What is needed
Word for word, restate the lines from the start of the data below through the line containing "was not found.".

+ + + +

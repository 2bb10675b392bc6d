//! Error types for the Payroll Engine.
//!
//! This module provides strongly-typed errors using the `thiserror` crate
//! for all error conditions that can occur while loading payroll tables
//! and producing payslips.

use thiserror::Error;

/// The main error type for the Payroll Engine.
///
/// All operations in the engine return this error type, making it easy
/// to handle errors consistently throughout the application.
///
/// # Example
///
/// ```
/// use payroll_engine::error::EngineError;
///
/// let error = EngineError::EmployeeNotFound { employee_id: 999999 };
/// assert_eq!(error.to_string(), "Employee not found: 999999");
/// ```
#[derive(Debug, Error)]
pub enum EngineError {
    /// Caller input could not be interpreted (e.g. a non-numeric employee ID).
    #[error("Invalid input '{input}': {message}")]
    InvalidInput {
        /// The raw input that was rejected.
        input: String,
        /// Why the input was rejected.
        message: String,
    },

    /// No employee with the given ID exists in the registry.
    #[error("Employee not found: {employee_id}")]
    EmployeeNotFound {
        /// The employee ID that was looked up.
        employee_id: u32,
    },

    /// The currency table has no entry for the given country.
    #[error("No currency conversion rate for country '{country}'")]
    CurrencyNotFound {
        /// The country that was looked up.
        country: String,
    },

    /// The currency table has no entry with the given currency code.
    #[error("Currency code not found: {currency_code}")]
    CurrencyCodeNotFound {
        /// The currency code that was looked up.
        currency_code: String,
    },

    /// No payslip with the given ID exists in the store.
    #[error("Payslip not found: {id}")]
    PayslipNotFound {
        /// The payslip ID that was looked up.
        id: u64,
    },

    /// Configuration file was not found at the specified path.
    #[error("Configuration file not found: {path}")]
    ConfigNotFound {
        /// The path that was not found.
        path: String,
    },

    /// Configuration file could not be parsed.
    #[error("Failed to parse configuration file '{path}': {message}")]
    ConfigParseError {
        /// The path to the file that failed to parse.
        path: String,
        /// A description of the parse error.
        message: String,
    },

    /// The tax bracket schedule breaks one of its invariants.
    #[error("Invalid tax table: {message}")]
    InvalidTaxTable {
        /// A description of the violated invariant.
        message: String,
    },

    /// The currency table breaks one of its invariants.
    #[error("Invalid currency table: {message}")]
    InvalidCurrencyTable {
        /// A description of the violated invariant.
        message: String,
    },

    /// An employee record was invalid or contained inconsistent data.
    #[error("Invalid employee {employee_id} field '{field}': {message}")]
    InvalidEmployee {
        /// The ID of the offending employee record.
        employee_id: u32,
        /// The field that was invalid.
        field: String,
        /// A description of what made the field invalid.
        message: String,
    },
}

/// A type alias for Results that return EngineError.
pub type EngineResult<T> = Result<T, EngineError>;
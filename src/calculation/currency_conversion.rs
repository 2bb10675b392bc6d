//! Conversion of base-currency amounts into an employee's local currency.

use rust_decimal::Decimal;
use serde::Serialize;

use crate::config::CurrencyTable;
use crate::error::{EngineError, EngineResult};

use super::out_of_range;

/// An amount converted into a local currency.
#[derive(Debug, Clone, PartialEq, Serialize)]
pub struct CurrencyConversion {
    /// The converted amount, unrounded.
    pub converted_amount: Decimal,
    /// The three letter code of the local currency.
    pub currency_code: String,
}

/// Converts an amount into the currency of the given country.
///
/// The country is matched case-insensitively against the table.
///
/// # Returns
///
/// Returns `CurrencyNotFound` when the table has no entry for the country;
/// no default rate is ever substituted. Returns `InvalidInput` when the
/// converted amount does not fit in a `Decimal`.
///
/// # Examples
///
/// ```
/// use payroll_engine::calculation::currency_conversion;
/// use payroll_engine::config::{CurrencyRate, CurrencyTable};
/// use rust_decimal::Decimal;
///
/// let table = CurrencyTable::new(vec![CurrencyRate {
///     country: "Malaysia".to_string(),
///     currency_code: "MYR".to_string(),
///     rate_to_base: Decimal::new(32, 1),
/// }])
/// .unwrap();
///
/// let conversion = currency_conversion(Decimal::new(100, 0), "malaysia", &table).unwrap();
/// assert_eq!(conversion.converted_amount, Decimal::new(320, 0));
/// assert_eq!(conversion.currency_code, "MYR");
/// ```
pub fn currency_conversion(
    amount: Decimal,
    country: &str,
    currency_table: &CurrencyTable,
) -> EngineResult<CurrencyConversion> {
    let rate = currency_table
        .lookup(country)
        .ok_or_else(|| EngineError::CurrencyNotFound {
            country: country.to_string(),
        })?;

    let converted_amount = amount
        .checked_mul(rate.rate_to_base)
        .ok_or_else(|| out_of_range(amount))?;

    Ok(CurrencyConversion {
        converted_amount,
        currency_code: rate.currency_code.clone(),
    })
}
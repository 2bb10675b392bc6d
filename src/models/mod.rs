//! Core data models for the Payroll Engine.
//!
//! This module contains the employee and payslip records shared by the
//! registry, the payslip store and the HTTP layer.

mod employee;
mod payslip;

pub use employee::{AccessLevel, Employee};
pub use payslip::{Payslip, PayslipId};
//! Employee model and related types.
//!
//! This module defines the Employee struct and AccessLevel enum
//! for representing staff held in the employee registry.

use rust_decimal::Decimal;
use serde::{Deserialize, Serialize};

use crate::error::{EngineError, EngineResult};

/// Represents the system access level granted to an employee.
#[derive(Debug, Clone, Copy, PartialEq, Eq, Serialize, Deserialize)]
#[serde(rename_all = "snake_case")]
pub enum AccessLevel {
    /// Administrative access.
    Admin,
    /// Regular user access.
    User,
}

/// Represents an employee whose payslip can be produced.
#[derive(Debug, Clone, PartialEq, Serialize, Deserialize)]
pub struct Employee {
    /// Unique numeric identifier for the employee.
    pub employee_id: u32,
    /// The employee's full name as recorded.
    pub full_name: String,
    /// The department the employee belongs to.
    pub department: String,
    /// The employee's job title.
    pub title: String,
    /// Base yearly salary in the base currency.
    pub base_yearly_salary: Decimal,
    /// Country the employee is paid in, used for currency conversion.
    pub country: String,
    /// The employee's system access level.
    pub access_level: AccessLevel,
    /// Workstation assigned to the employee, if any.
    #[serde(default)]
    pub workstation_name: Option<String>,
}

impl Employee {
    /// Returns true if the employee has administrative access.
    ///
    /// # Examples
    ///
    /// ```
    /// use payroll_engine::models::{AccessLevel, Employee};
    /// use rust_decimal::Decimal;
    ///
    /// let admin = Employee {
    ///     employee_id: 100000,
    ///     full_name: "Admin User".to_string(),
    ///     department: "Administration".to_string(),
    ///     title: "Administrator".to_string(),
    ///     base_yearly_salary: Decimal::new(150000, 0),
    ///     country: "Australia".to_string(),
    ///     access_level: AccessLevel::Admin,
    ///     workstation_name: None,
    /// };
    /// assert!(admin.is_admin());
    /// ```
    pub fn is_admin(&self) -> bool {
        self.access_level == AccessLevel::Admin
    }

    /// Checks the record's field-level invariants.
    pub fn validate(&self) -> EngineResult<()> {
        if self.employee_id == 0 {
            return Err(self.invalid("employee_id", "must be a positive integer"));
        }
        if self.full_name.trim().is_empty() {
            return Err(self.invalid("full_name", "cannot be empty"));
        }
        if self.country.trim().is_empty() {
            return Err(self.invalid("country", "cannot be empty"));
        }
        if self.base_yearly_salary < Decimal::ZERO {
            return Err(self.invalid("base_yearly_salary", "cannot be negative"));
        }
        Ok(())
    }

    fn invalid(&self, field: &str, message: &str) -> EngineError {
        EngineError::InvalidEmployee {
            employee_id: self.employee_id,
            field: field.to_string(),
            message: message.to_string(),
        }
    }
}
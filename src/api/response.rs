//! Response types for the Payroll Engine API.
//!
//! This module defines the error response structures and error handling
//! for the HTTP API.

use axum::{
    Json,
    http::StatusCode,
    response::{IntoResponse, Response},
};
use serde::{Deserialize, Serialize};

use crate::error::EngineError;

/// API error response structure.
#[derive(Debug, Clone, Serialize, Deserialize)]
pub struct ApiError {
    /// Error code for programmatic handling.
    pub code: String,
    /// Human-readable error message.
    pub message: String,
    /// Optional details about the error.
    #[serde(skip_serializing_if = "Option::is_none")]
    pub details: Option<String>,
}

impl ApiError {
    /// Creates a new API error.
    pub fn new(code: impl Into<String>, message: impl Into<String>) -> Self {
        Self {
            code: code.into(),
            message: message.into(),
            details: None,
        }
    }

    /// Creates a new API error with details.
    pub fn with_details(
        code: impl Into<String>,
        message: impl Into<String>,
        details: impl Into<String>,
    ) -> Self {
        Self {
            code: code.into(),
            message: message.into(),
            details: Some(details.into()),
        }
    }

    /// Creates a malformed JSON error response.
    pub fn malformed_json(message: impl Into<String>) -> Self {
        Self::new("MALFORMED_JSON", message)
    }
}

/// API error with HTTP status code.
pub struct ApiErrorResponse {
    /// The HTTP status code.
    pub status: StatusCode,
    /// The error body.
    pub error: ApiError,
}

impl IntoResponse for ApiErrorResponse {
    fn into_response(self) -> Response {
        (self.status, Json(self.error)).into_response()
    }
}

impl From<EngineError> for ApiErrorResponse {
    fn from(error: EngineError) -> Self {
        let message = error.to_string();
        match error {
            EngineError::InvalidInput { .. } => ApiErrorResponse {
                status: StatusCode::BAD_REQUEST,
                error: ApiError::new("INVALID_INPUT", message),
            },
            EngineError::EmployeeNotFound { employee_id } => ApiErrorResponse {
                status: StatusCode::NOT_FOUND,
                error: ApiError::with_details(
                    "EMPLOYEE_NOT_FOUND",
                    message,
                    format!("No employee with ID {} is registered", employee_id),
                ),
            },
            EngineError::CurrencyNotFound { country } => ApiErrorResponse {
                status: StatusCode::UNPROCESSABLE_ENTITY,
                error: ApiError::with_details(
                    "CURRENCY_NOT_FOUND",
                    message,
                    format!("Add a conversion rate for '{}' to the currency table", country),
                ),
            },
            EngineError::CurrencyCodeNotFound { .. } => ApiErrorResponse {
                status: StatusCode::NOT_FOUND,
                error: ApiError::new("CURRENCY_CODE_NOT_FOUND", message),
            },
            EngineError::PayslipNotFound { .. } => ApiErrorResponse {
                status: StatusCode::NOT_FOUND,
                error: ApiError::new("PAYSLIP_NOT_FOUND", message),
            },
            EngineError::ConfigNotFound { .. }
            | EngineError::ConfigParseError { .. }
            | EngineError::InvalidTaxTable { .. }
            | EngineError::InvalidCurrencyTable { .. }
            | EngineError::InvalidEmployee { .. } => ApiErrorResponse {
                status: StatusCode::INTERNAL_SERVER_ERROR,
                error: ApiError::with_details("CONFIG_ERROR", "Configuration error", message),
            },
        }
    }
}

#[cfg(test)]
mod tests {
    use super::*;

    #[test]
    fn test_api_error_serialization() {
        let error = ApiError::new("TEST_ERROR", "Test message");
        let json = serde_json::to_string(&error).unwrap();
        assert!(json.contains("\"code\":\"TEST_ERROR\""));
        assert!(json.contains("\"message\":\"Test message\""));
        assert!(!json.contains("details")); // Should be skipped when None
    }

    #[test]
    fn test_api_error_with_details_serialization() {
        let error = ApiError::with_details("TEST_ERROR", "Test message", "Some details");
        let json = serde_json::to_string(&error).unwrap();
        assert!(json.contains("\"details\":\"Some details\""));
    }

    #[test]
    fn test_employee_not_found_maps_to_404() {
        let api_error: ApiErrorResponse = EngineError::EmployeeNotFound {
            employee_id: 999999,
        }
        .into();
        assert_eq!(api_error.status, StatusCode::NOT_FOUND);
        assert_eq!(api_error.error.code, "EMPLOYEE_NOT_FOUND");
        assert!(api_error.error.message.contains("999999"));
    }

    #[test]
    fn test_currency_not_found_maps_to_422() {
        let api_error: ApiErrorResponse = EngineError::CurrencyNotFound {
            country: "Atlantis".to_string(),
        }
        .into();
        assert_eq!(api_error.status, StatusCode::UNPROCESSABLE_ENTITY);
        assert_eq!(api_error.error.code, "CURRENCY_NOT_FOUND");
    }

    #[test]
    fn test_currency_code_not_found_maps_to_404() {
        let api_error: ApiErrorResponse = EngineError::CurrencyCodeNotFound {
            currency_code: "USD".to_string(),
        }
        .into();
        assert_eq!(api_error.status, StatusCode::NOT_FOUND);
        assert_eq!(api_error.error.code, "CURRENCY_CODE_NOT_FOUND");
    }

    #[test]
    fn test_invalid_input_maps_to_400() {
        let api_error: ApiErrorResponse = EngineError::InvalidInput {
            input: "abc".to_string(),
            message: "employee ID must be a positive integer".to_string(),
        }
        .into();
        assert_eq!(api_error.status, StatusCode::BAD_REQUEST);
        assert_eq!(api_error.error.code, "INVALID_INPUT");
    }

    #[test]
    fn test_config_errors_map_to_500() {
        let api_error: ApiErrorResponse = EngineError::InvalidTaxTable {
            message: "no brackets".to_string(),
        }
        .into();
        assert_eq!(api_error.status, StatusCode::INTERNAL_SERVER_ERROR);
        assert_eq!(api_error.error.code, "CONFIG_ERROR");
    }
}
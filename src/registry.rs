//! The employee registry payslips are computed from.
//!
//! The registry is read-only once built: the payroll core looks employees
//! up but never changes them.

use std::collections::BTreeMap;

use crate::error::{EngineError, EngineResult};
use crate::models::Employee;

/// Validated employee records keyed by employee ID.
#[derive(Debug, Clone, Default)]
pub struct EmployeeRegistry {
    employees: BTreeMap<u32, Employee>,
}

impl EmployeeRegistry {
    /// Builds a registry, validating every record.
    ///
    /// # Returns
    ///
    /// Returns `InvalidEmployee` if a record fails [`Employee::validate`] or
    /// if two records share an employee ID.
    ///
    /// # Example
    ///
    /// ```
    /// use payroll_engine::models::{AccessLevel, Employee};
    /// use payroll_engine::registry::EmployeeRegistry;
    /// use rust_decimal::Decimal;
    ///
    /// let registry = EmployeeRegistry::new(vec![Employee {
    ///     employee_id: 100005,
    ///     full_name: "Michael Davis".to_string(),
    ///     department: "Sales Department".to_string(),
    ///     title: "Sales Executive".to_string(),
    ///     base_yearly_salary: Decimal::new(85000, 0),
    ///     country: "Australia".to_string(),
    ///     access_level: AccessLevel::User,
    ///     workstation_name: None,
    /// }])
    /// .unwrap();
    ///
    /// assert!(registry.get(100005).is_some());
    /// ```
    pub fn new(employees: Vec<Employee>) -> EngineResult<Self> {
        let mut by_id = BTreeMap::new();

        for employee in employees {
            employee.validate()?;
            let employee_id = employee.employee_id;
            if by_id.insert(employee_id, employee).is_some() {
                return Err(EngineError::InvalidEmployee {
                    employee_id,
                    field: "employee_id".to_string(),
                    message: "duplicate employee ID".to_string(),
                });
            }
        }

        Ok(Self { employees: by_id })
    }

    /// Returns the employee with the given ID, if any.
    pub fn get(&self, employee_id: u32) -> Option<&Employee> {
        self.employees.get(&employee_id)
    }

    /// Returns the employee with the given ID or `EmployeeNotFound`.
    pub fn find(&self, employee_id: u32) -> EngineResult<&Employee> {
        self.get(employee_id)
            .ok_or(EngineError::EmployeeNotFound { employee_id })
    }

    /// Iterates over employees in ascending ID order.
    pub fn iter(&self) -> impl Iterator<Item = &Employee> {
        self.employees.values()
    }

    /// Returns the number of employees.
    pub fn len(&self) -> usize {
        self.employees.len()
    }

    /// Returns true if the registry holds no employees.
    pub fn is_empty(&self) -> bool {
        self.employees.is_empty()
    }

    /// Returns the employee with the highest base salary.
    ///
    /// Ties go to the lowest employee ID.
    pub fn highest_paid(&self) -> Option<&Employee> {
        self.iter().fold(None, |best: Option<&Employee>, e| match best {
            Some(b) if b.base_yearly_salary >= e.base_yearly_salary => Some(b),
            _ => Some(e),
        })
    }

    /// Returns the employee with the lowest base salary.
    ///
    /// Ties go to the lowest employee ID.
    pub fn lowest_paid(&self) -> Option<&Employee> {
        self.iter().fold(None, |best: Option<&Employee>, e| match best {
            Some(b) if b.base_yearly_salary <= e.base_yearly_salary => Some(b),
            _ => Some(e),
        })
    }
}
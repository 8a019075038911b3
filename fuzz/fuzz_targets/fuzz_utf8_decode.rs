#![no_main]

use libfuzzer_sys::fuzz_target;
use pwkit::core::encoding::{utf8_decode, utf8_encode};

fuzz_target!(|data: &[u8]| {
    // Decoding arbitrary bytes should never panic; valid input must
    // round-trip.
    if let Ok(text) = utf8_decode(data) {
        assert_eq!(utf8_encode(&text), data);
    }
});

+ + + +

Task answer
repository 2bb10675b392bc6d
//! Error types for the Payroll Engine.
//!
//! This module provides strongly-typed errors using the `thiserror` crate
//! for all error conditions that can occur while loading payroll tables
//! and producing payslips.

use thiserror::Error;

/// The main error type for the Payroll Engine.
///
/// All operations in the engine return this error type, making it easy
/// to handle errors consistently throughout the application.
///
/// # Example
///
/// ```
/// use payroll_engine::error::EngineError;
///
/// let error = EngineError::EmployeeNotFound { employee_id: 999999 };
/// assert_eq!(error.to_string(), "Employee not found: 999999");
/// ```
#[derive(Debug, Error)]
pub enum EngineError {
    /// Caller input could not be interpreted (e.g. a non-numeric employee ID).
    #[error("Invalid input '{input}': {message}")]
    InvalidInput {
        /// The raw input that was rejected.
        input: String,
        /// Why the input was rejected.
        message: String,
    },

    /// No employee with the given ID exists in the registry.
    #[error("Employee not found: {employee_id}")]
    EmployeeNotFound {
        /// The employee ID that was looked up.
        employee_id: u32,
    },

    /// The currency table has no entry for the given country.
    #[error("No currency conversion rate for country '{country}'")]
    CurrencyNotFound {
        /// The country that was looked up.
        country: String,
    },

    /// The currency table has no entry with the given currency code.
    #[error("Currency code not found: {currency_code}")]
    CurrencyCodeNotFound {
        /// The currency code that was looked up.
        currency_code: String,
    },

    /// No payslip with the given ID exists in the store.
    #[error("Payslip not found: {id}")]
    PayslipNotFound {
        /// The payslip ID that was looked up.
        id: u64,
    },

    /// Configuration file was not found at the specified path.
    #[error("Configuration file not found: {path}")]
    ConfigNotFound {
        /// The path that was not found.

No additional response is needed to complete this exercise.